作家の決断

 先輩はいつものようにゲームをしていたそうだ。

 ゲームに集中していたというほどではないが、先輩には部室に来る人を察知してやって来る前にいなくなる習性みたいなものがある。ただし、僕のときは例外なのかいなくならないでいる。ここが不思議なポイントだ。

 それは置いておいて。

 先輩の嗅覚がにぶっていたという話。

 他の人の侵入を許してしまった。

 ただし、文芸部員ではなかった。

 演劇部だった。

 背の小さいがグラマラスな女の子だった。

「お楽しみのところ失礼します。黒崎美優さんですか?」

「はい」

「あの、折り入ってお願いがあるのですが」

「なに?」

 この時、先輩はこの先のことを予想していなかった。ゲームに夢中だった。と本人は言っていた。
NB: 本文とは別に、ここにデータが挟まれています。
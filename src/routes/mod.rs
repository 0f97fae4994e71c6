//! Router assembly.
//!
//! SYSTEM CONTEXT
//! ==============
//! JSON endpoints for the chat widget, the contact form and the project
//! cards live under `/api`. Everything else falls through to the static
//! portfolio site in `WEBSITE_DIR`.

pub mod chat;
pub mod contact;
pub mod site;

use axum::Router;
use axum::extract::rejection::JsonRejection;
use axum::http::StatusCode;
use axum::response::Json;
use axum::routing::{get, post};
use serde::Serialize;
use tower_http::compression::CompressionLayer;
use tower_http::cors::{Any, CorsLayer};
use tower_http::services::ServeDir;
use tower_http::trace::TraceLayer;

use crate::state::AppState;

/// Error body for `/api` handler failures, rejected JSON bodies included.
#[derive(Debug, Serialize)]
pub struct ErrorBody {
    pub message: String,
}

pub type ApiError = (StatusCode, Json<ErrorBody>);

pub(crate) fn api_error(status: StatusCode, message: impl Into<String>) -> ApiError {
    (status, Json(ErrorBody { message: message.into() }))
}

/// Map axum's plain-text body rejection onto the JSON error shape.
pub(crate) fn json_rejection(rejection: JsonRejection) -> ApiError {
    api_error(rejection.status(), rejection.body_text())
}

fn api_routes() -> Router<AppState> {
    Router::new()
        .route("/api/portfolio", get(site::get_portfolio))
        .route("/api/projects", get(site::get_projects))
        .route("/api/chat/respond", post(chat::respond_once))
        .route("/api/chat/sessions", post(chat::create_session))
        .route("/api/chat/sessions/{id}", get(chat::get_session).delete(chat::delete_session))
        .route("/api/chat/sessions/{id}/messages", post(chat::post_message))
        .route("/api/chat/sessions/{id}/toggle", post(chat::toggle))
        .route("/api/chat/sessions/{id}/speech/stop", post(chat::stop_speech))
        .route("/api/contact", post(contact::submit_contact))
        .route("/healthz", get(healthz))
}

/// API routes plus the static site fallback.
pub fn app(state: AppState) -> Router {
    let cors = CorsLayer::new()
        .allow_origin(Any)
        .allow_methods(Any)
        .allow_headers(Any);

    let website = ServeDir::new(&state.config.website_dir).append_index_html_on_directories(true);

    api_routes()
        .fallback_service(website)
        .layer(cors)
        .layer(CompressionLayer::new())
        .layer(TraceLayer::new_for_http())
        .with_state(state)
}

async fn healthz() -> StatusCode {
    StatusCode::OK
}

#[cfg(test)]
#[path = "mod_test.rs"]
mod tests;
「あの、演劇部に黒崎さんのオリジナルの戯曲を書き下ろしていただけないでしょうか?」

「えっ?」

 ここで本人は混乱してゲームのキャラクターが死んだと言ったが果たして本当だろうか。

「なんで、私なの?」

「それは先輩が大作家先生だからです。それ以上でも、それ以下でもありません」

「わかってる? 私に書いてもらうってことはお金が発生するかもしれないんだよ?」

「お金ならある程度は覚悟しています。大丈夫です」

「そう、それならいいけどさ」

「じゃあ、申し訳ないけど、一日時間ちょうだい。それから決めるから」

「はい、期待しています」

「また、明日、同じ時間にここに来てね」

「はい」

 そんな感じで今に至る。ここまで聞いた話では別に大したことはないと思った。

「それで、悩んでいるのはやるかどうかなんですね?」と僕は先輩に尋ねた。

「いや、それもそうなんだけど、それよりも大問題があるんだよね」

「大問題?」

「そう、大問題」

「なんですか?」

「笑わないで聞いてくれないかな?」

「はい」

「小説の書き方がわからなくなってしまったんだ」

「えっ?」

「そうだよね、びっくりするよね、キョトンとするよね」

「じゃあ、今小説書いてないんですか?」

「そうね。今は小説の依頼は断ってる」

「じゃあ、戯曲も断るんでしょ?」

「いや、やってみたい。小説が書けないからこそやってみようと思ってる。だから、君が来るのを待ってた」

 なんだそりゃ。ついには僕が来るのを察知する能力まで手に入れたのか。小説家にしておくにはもったいないのではないだろうか。

「僕は先輩のマネージャーとかそういうのでもないんで、好きにやっていいと思いますよ。それにできない時には別のことをやるのも手かもしれないですからね」

「そう、わかった、ありがとう」

 先輩は荷物をまとめて部室を後にする準備をした。

「あと七分くらいでだれか来るから、私は帰るね。なんかあったら連絡するね」

「はい。わかりました」

「じゃあね」

「おつかれさまです」

 先輩の足取りは軽かった。小説が書けないことを悩んでいるというよりも、戯曲が書ける喜びが大きいんじゃないかな。

 それはそれとして、本棚からなにか借りていって僕も退散しようかな。ツルゲーネフ『父と子』とプーシキン『スペードの女王・ペールキン物語』を借りた。それらの本をしまった時に先輩たちがやってきた。

「おつかれさまでしたー」

 あまり心のこもってない言葉で挨拶して部室を後にする。結局、僕は人付き合いが苦手なのだと思った。

 でも、大切な人たちが自分の手の届く範囲にいてくれるから困らない。

 僕はそれでいいと思っている。